Selain beberapa contoh di atas, sebetulnya masih banyak kegiatan yang menjadikan siswa sebagai sapi perah bagi para oknum guru. Bahkan sebuah situs seperti www.posmetroprabu.com menulis tentang 58 jenis pungli disekolah yang diincar Tim Saber Pungli. Walau Tim Saber Pungli mengklarifikasi bahwa tidak benar mengumukan 58 jenis pungli, faktanya dilapangan itu memang benar terjadi. Beberapa diantara kegiatan yang dianggap pungli pada tulisan tersebut antara lain pembelian LKS, infak, daftar ulang, uang SPP, uang bangunan, uang foto, uang biaya perpisahan, biaya psikotes, uang try out, uang bimbel, iuran pramuka dan lain sebagainya. Silahkan lihat tulisan "Ini dia 58 Jenis Pungli di Sekolah Incaran Tim Saber Pungli". 
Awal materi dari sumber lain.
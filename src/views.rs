//! Derived Views
//!
//! Pure projections of the item set: search/category filters, the
//! upcoming list, per-day calendar buckets and the completion ratio.
//! Recomputed on demand; nothing here is cached or persisted.

use chrono::{Datelike, Duration, NaiveDate};

use crate::models::{Category, Item};

/// Sorts after every real "HH:MM" value.
const NO_TIME_SENTINEL: &str = "24:00";

/// Case-insensitive substring match against title or description.
pub fn filter_by_search<'a>(items: &'a [Item], query: &str) -> Vec<&'a Item> {
    let needle = query.to_lowercase();
    items
        .iter()
        .filter(|i| {
            i.title.to_lowercase().contains(&needle)
                || i.description
                    .as_ref()
                    .is_some_and(|d| d.to_lowercase().contains(&needle))
        })
        .collect()
}

/// Items whose category is in `cats`, preserving relative order.
pub fn by_categories(items: &[Item], cats: &[Category]) -> Vec<Item> {
    items
        .iter()
        .filter(|i| cats.contains(&i.category))
        .cloned()
        .collect()
}

/// Not-completed items dated today or later, ascending by date then time,
/// truncated to the first `n`.
pub fn upcoming(items: &[Item], today: NaiveDate, n: usize) -> Vec<Item> {
    let mut out: Vec<Item> = items
        .iter()
        .filter(|i| !i.is_completed && i.date.is_some_and(|d| d >= today))
        .cloned()
        .collect();
    out.sort_by(|a, b| {
        (a.date, time_key(a)).cmp(&(b.date, time_key(b)))
    });
    out.truncate(n);
    out
}

/// All items on `date`, ascending by time-of-day. Items without a time
/// sort last; ties keep insertion order (stable sort).
pub fn calendar_bucket(items: &[Item], date: NaiveDate) -> Vec<Item> {
    let mut out: Vec<Item> = items
        .iter()
        .filter(|i| i.date == Some(date))
        .cloned()
        .collect();
    out.sort_by_key(|i| time_key(i).to_string());
    out
}

fn time_key(item: &Item) -> &str {
    item.time.as_deref().unwrap_or(NO_TIME_SENTINEL)
}

/// Completed fraction in [0, 1]; 0 for an empty set.
pub fn completion_ratio(items: &[Item]) -> f64 {
    if items.is_empty() {
        return 0.0;
    }
    let done = items.iter().filter(|i| i.is_completed).count();
    done as f64 / items.len() as f64
}

/// The 6x7 grid of days shown for a month, padded to full weeks starting
/// on Sunday.
pub fn month_grid(year: i32, month: u32) -> Vec<NaiveDate> {
    let first = NaiveDate::from_ymd_opt(year, month, 1)
        .unwrap_or_else(|| NaiveDate::from_ymd_opt(2026, 4, 1).expect("valid date"));
    let lead = first.weekday().num_days_from_sunday() as i64;
    let start = first - Duration::days(lead);
    (0..42).map(|d| start + Duration::days(d)).collect()
}

/// Previous month as (year, month).
pub fn prev_month(year: i32, month: u32) -> (i32, u32) {
    if month == 1 {
        (year - 1, 12)
    } else {
        (year, month - 1)
    }
}

/// Next month as (year, month).
pub fn next_month(year: i32, month: u32) -> (i32, u32) {
    if month == 12 {
        (year + 1, 1)
    } else {
        (year, month + 1)
    }
}

#[cfg(test)]
mod tests {
    use super::*;
    use chrono::Weekday;
    use uuid::Uuid;

    fn make_item(title: &str, category: Category) -> Item {
        Item {
            id: Uuid::new_v4(),
            title: title.to_string(),
            description: None,
            category,
            date: None,
            time: None,
            is_completed: false,
            progress: None,
            location: None,
            suggested_duration: None,
            timer_started_at: None,
        }
    }

    fn date(s: &str) -> NaiveDate {
        s.parse().unwrap()
    }

    #[test]
    fn test_search_matches_description_case_insensitively() {
        let mut umbrella = make_item("Inventory check", Category::Inventory);
        umbrella.description = Some("大且堅固的雨傘，需耐強風。".to_string());
        let other = make_item("胡椒餅", Category::D);
        let items = vec![umbrella, other];

        let hits = filter_by_search(&items, "雨傘");
        assert_eq!(hits.len(), 1);
        assert_eq!(hits[0].title, "Inventory check");

        let hits = filter_by_search(&items, "inventory CHECK");
        assert_eq!(hits.len(), 1);
    }

    #[test]
    fn test_empty_query_matches_everything() {
        let items = vec![make_item("a", Category::A), make_item("b", Category::B)];
        assert_eq!(filter_by_search(&items, "").len(), 2);
    }

    #[test]
    fn test_by_categories_preserves_order() {
        let items = vec![
            make_item("first", Category::A),
            make_item("food", Category::Food),
            make_item("second", Category::A),
        ];
        let picked = by_categories(&items, &[Category::A]);
        assert_eq!(picked.len(), 2);
        assert_eq!(picked[0].title, "first");
        assert_eq!(picked[1].title, "second");
    }

    #[test]
    fn test_upcoming_filters_sorts_and_truncates() {
        let mut past = make_item("past", Category::A);
        past.date = Some(date("2026-03-01"));
        let mut done = make_item("done", Category::A);
        done.date = Some(date("2026-04-10"));
        done.is_completed = true;
        let mut later = make_item("later", Category::B);
        later.date = Some(date("2026-04-20"));
        let mut sooner = make_item("sooner", Category::C);
        sooner.date = Some(date("2026-04-06"));
        let mut third = make_item("third", Category::C);
        third.date = Some(date("2026-04-25"));
        let undated = make_item("undated", Category::D);

        let items = vec![past, done, later, sooner, third, undated];
        let up = upcoming(&items, date("2026-04-05"), 2);
        assert_eq!(up.len(), 2);
        assert_eq!(up[0].title, "sooner");
        assert_eq!(up[1].title, "later");
    }

    #[test]
    fn test_upcoming_includes_today() {
        let mut today_item = make_item("today", Category::A);
        today_item.date = Some(date("2026-04-05"));
        let up = upcoming(&[today_item], date("2026-04-05"), 5);
        assert_eq!(up.len(), 1);
    }

    #[test]
    fn test_calendar_bucket_sorts_untimed_last() {
        let d = date("2026-04-26");
        let mut untimed_a = make_item("untimed a", Category::A);
        untimed_a.date = Some(d);
        let mut nine = make_item("nine", Category::Critical);
        nine.date = Some(d);
        nine.time = Some("09:00".to_string());
        let mut untimed_b = make_item("untimed b", Category::B);
        untimed_b.date = Some(d);
        let mut noon = make_item("noon", Category::Food);
        noon.date = Some(d);
        noon.time = Some("12:30".to_string());
        let mut other_day = make_item("elsewhere", Category::A);
        other_day.date = Some(date("2026-04-27"));

        let items = vec![untimed_a, nine, untimed_b, noon, other_day];
        let bucket = calendar_bucket(&items, d);
        let titles: Vec<&str> = bucket.iter().map(|i| i.title.as_str()).collect();
        // Timed first in clock order, untimed after in insertion order.
        assert_eq!(titles, vec!["nine", "noon", "untimed a", "untimed b"]);
    }

    #[test]
    fn test_completion_ratio_empty_is_zero() {
        assert_eq!(completion_ratio(&[]), 0.0);
    }

    #[test]
    fn test_completion_ratio_counts_completed() {
        let mut done = make_item("done", Category::A);
        done.is_completed = true;
        let open = make_item("open", Category::B);
        let ratio = completion_ratio(&[done, open]);
        assert!((ratio - 0.5).abs() < f64::EPSILON);
    }

    #[test]
    fn test_month_grid_covers_april_2026() {
        let grid = month_grid(2026, 4);
        assert_eq!(grid.len(), 42);
        // April 1st 2026 is a Wednesday; the grid starts on the prior Sunday.
        assert_eq!(grid[0], date("2026-03-29"));
        assert_eq!(grid[0].weekday(), Weekday::Sun);
        assert!(grid.contains(&date("2026-04-30")));
    }

    #[test]
    fn test_month_paging_wraps_year() {
        assert_eq!(prev_month(2026, 1), (2025, 12));
        assert_eq!(next_month(2026, 12), (2027, 1));
        assert_eq!(next_month(2026, 4), (2026, 5));
    }
}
Maka jelaslah, siswa yang seharusnya tenang mengikuti pembelajaran di sekolah karena telah dibiayai pemerintah melalui anggaran pendidikan 20 %, faktanya sampai saat ini masih banyak siswa dijadikan sapi perah oknum guru atau sekolah. Dan peran komite sekolah yang digadang –gadang akan mengawasi atau bekerjasama dengan manajemen sekolah, fungsinya telah berubah hanya sebagai kepanjangan tangan kepala sekolah untuk melakukan pungli kepada wali siswa.